Abstract:
A method and composition for stimulating petroleum production from carbonate reservoirs by employing chelating agents, such as EDTA, which are in particulate form rather than aqueous solutions of chelating agents. The use of particulate chelants, which are relatively unstable in acidic solutions, results in a stimulation fluid with a very high dissolution capability.

Description:
CROSS-REFERENCE TO RELATED APPLICATIONS  
       [0001]     This application claims the priority benefits of provisional application Ser. No. 60/427,135, which was filed on Nov. 18, 2002, the disclosure of which is incorporated by reference. 
     
    
     FIELD OF THE INVENTION  
       [0002]     This invention relates generally to a process for the stimulation of petroleum production from carbonate reservoirs and, more particularly, to a process for stimulating petroleum production by the use of certain types of chelating agents.  
       BACKGROUND OF THE INVENTION  
       [0003]     The production of hydrocarbons, such as natural gas, oil, etc., which are located in subterranean reservoirs is typically accomplished by allowing the hydrocarbon in the matrix of the rock to flow into a wellbore and, subsequently, to the surface. This process is normally impeded by damage to the underground formation created during the drilling and completion process. The flow of hydrocarbon is normally improved via a process referred to as “stimulation”.  
         [0004]     Stimulation, as that term is understood in the petroleum industry, is a method of improving hydrocarbon flow by the use of matrix acidizing or acid fracturing techniques. Matrix acidizing is a technique which has been used extensively since the 1930&#39;s, primarily to improve the production from oil and gas wells, although it has also been used to improve injection. A fluid, either an acid or a solvent, is injected below the fracturing pressure of the reservoir to produce a radial flow around the wellbore. The classical goal of sandstone matrix acidizing is to restore the natural permeability of the reservoir by removing the formation damage caused during uniform radial flow. The formation damage, such as the presence of drilling mud, scale, etc., which serves to plug the pores can be dissolved to yield improved matrix flow which approaches the natural flow capacity of the undamaged well.  

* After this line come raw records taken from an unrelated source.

//! # User Service
//!
//! Stub backend returning a fixed user list on `GET /users` and echoing every other path.

use std::process::ExitCode;

use clap::Parser;
use tracing_subscriber::{fmt, EnvFilter};

use stub_services::http::{build_user_service_router, AppState, ServiceProfile};
use stub_services::server::{run, ServerConfig};
use stub_services::users::UserDirectory;

mod cli;

use cli::Cli;

#[tokio::main]
async fn main() -> ExitCode {
    // Initialize logging
    let env_filter = EnvFilter::try_from_default_env().unwrap_or_else(|_| EnvFilter::new("info"));
    fmt().with_env_filter(env_filter).init();

    let cli = Cli::parse();

    let state = match AppState::builder()
        .with_profile(ServiceProfile::user_service(cli.instance))
        .with_users(UserDirectory::builtin())
        .build()
    {
        Ok(state) => state,
        Err(e) => {
            tracing::error!("invalid configuration: {e}");
            return ExitCode::FAILURE;
        }
    };

    let config = ServerConfig::new(state.profile.name.clone(), cli.listen);
    let app = build_user_service_router(state);

    match run(&config, app).await {
        Ok(()) => ExitCode::SUCCESS,
        Err(e) => {
            tracing::error!("{e}");
            ExitCode::FAILURE
        }
    }
}
//! Fixed user directory served by the user service.

use serde::{Deserialize, Serialize};

/// A single user entry returned by `GET /users`.
#[derive(Debug, Clone, PartialEq, Eq, Deserialize, Serialize)]
pub struct UserRecord {
    /// Numeric user identifier.
    pub id: u64,
    /// Display name.
    pub name: String,
    /// Contact email address.
    pub email: String,
}

impl UserRecord {
    /// Create a new user record.
    ///
    /// # Parameters
    ///
    /// - `id` - Numeric identifier
    /// - `name` - Display name
    /// - `email` - Contact email address
    ///
    /// # Returns
    ///
    /// Returns a new `UserRecord` instance.
    pub fn new(id: u64, name: impl Into<String>, email: impl Into<String>) -> Self {
        Self { id, name: name.into(), email: email.into() }
    }
}

/// Ordered, read-only collection of user records.
///
/// The directory is built once at startup and never mutated afterwards.
#[derive(Debug, Clone, PartialEq, Eq)]
pub struct UserDirectory {
    records: Vec<UserRecord>,
}

impl UserDirectory {
    /// The three canned users every user service instance returns.
    ///
    /// # Returns
    ///
    /// Returns a directory holding John Doe, Jane Smith and Bob Johnson, in that order.
    pub fn builtin() -> Self {
        Self {
            records: vec![
                UserRecord::new(1, "John Doe", "john@example.com"),
                UserRecord::new(2, "Jane Smith", "jane@example.com"),
                UserRecord::new(3, "Bob Johnson", "bob@example.com"),
            ],
        }
    }

    /// Borrow the records in their fixed order.
    pub fn records(&self) -> &[UserRecord] {
        &self.records
    }

    /// Number of records in the directory.
    pub fn len(&self) -> usize {
        self.records.len()
    }

    /// Whether the directory holds no records.
    pub fn is_empty(&self) -> bool {
        self.records.is_empty()
    }
}

impl Default for UserDirectory {
    fn default() -> Self {
        Self::builtin()
    }
}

         [0005]     Carbonate matrix acidizing treatments are designed to bypass the damage via the creation of radial wormholes in order to yield a high permeability region around the wellbore, which exceeds the natural permeability of the reservoir. This is true reservoir stimulation as observed in a hydraulically fractured well, e.g., a negative skin is created to yield higher production then is normally obtained from an undamaged producer under the same drawdown conditions.  
         [0006]     Acid fracturing is performed on carbonate reservoirs. This involves the injection of fluids, including acid, into the well at pressures sufficient to fracture the formation, thereby creating a large flow channel through which hydrocarbons can readily move from the formation in the wellbore.  

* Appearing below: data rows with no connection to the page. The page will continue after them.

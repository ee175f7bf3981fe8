//! HTTP handlers for the stub service endpoints.

pub mod echo;
pub mod users;

// Re-export handlers for easier access
pub use echo::{allow, echo};
pub use users::list_users;
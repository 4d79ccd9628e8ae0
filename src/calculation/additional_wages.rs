//! Additional-wage contribution calculation.
//!
//! Additional wages are bonuses and other non-recurring payments, subject
//! to a separate annual-equivalent ceiling that is much higher than the
//! monthly ordinary-wage ceiling.

use rust_decimal::Decimal;

/// Returns the additional-wage ceiling of 102000.
pub fn additional_wage_ceiling() -> Decimal {
    Decimal::new(102_000, 0)
}

/// The result of the additional-wage contribution step.
#[derive(Debug, Clone, Copy, PartialEq)]
pub struct AdditionalWageContribution {
    /// Combined bonus and additional wages after applying the ceiling.
    pub capped_wages: Decimal,
    /// Contribution on the capped wages at the bracket's total rate.
    pub contribution: Decimal,
}

/// Calculates the contribution on additional wages.
///
/// Bonus is folded into the additional-wage base together with the other
/// non-recurring wages; the combined base is capped at
/// `additional_wage_ceiling()` before the rate is applied.
///
/// # Examples
///
/// ```
/// use cpf_engine::calculation::calculate_additional_wage_contribution;
/// use rust_decimal::Decimal;
/// use std::str::FromStr;
///
/// let result = calculate_additional_wage_contribution(
///     Decimal::from_str("2000").unwrap(),
///     Decimal::from_str("1000").unwrap(),
///     Decimal::from_str("0.37").unwrap(),
/// );
/// assert_eq!(result.capped_wages, Decimal::from_str("3000").unwrap());
/// assert_eq!(result.contribution, Decimal::from_str("1110").unwrap());
/// ```
pub fn calculate_additional_wage_contribution(
    bonus: Decimal,
    additional_wages: Decimal,
    total_rate: Decimal,
) -> AdditionalWageContribution {
    let capped_wages = (bonus + additional_wages).min(additional_wage_ceiling());
    AdditionalWageContribution {
        capped_wages,
        contribution: capped_wages * total_rate,
    }
}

         [0007]     During both matrix acidizing and acid fracturing, it is desirable for the acid to penetrate deeply into the reservoir. As a result, retarded hydrochloric acid systems have been developed to achieve deeper live acid penetration. Exemplary of such systems are chemically retarded acids, encapsulated acids and emulsified acids.  
         [0008]     Although the use of retarded acids serve to improve live acid penetration into the reservoir, they have certain disadvantages. For example, hydrochloric acid can destabilize asphaltenes which are present in crude to form an insoluble sludge. Furthermore, hydrochloric acid is extremely corrosive, especially in those instances where Super 13 Cr hardware is employed.  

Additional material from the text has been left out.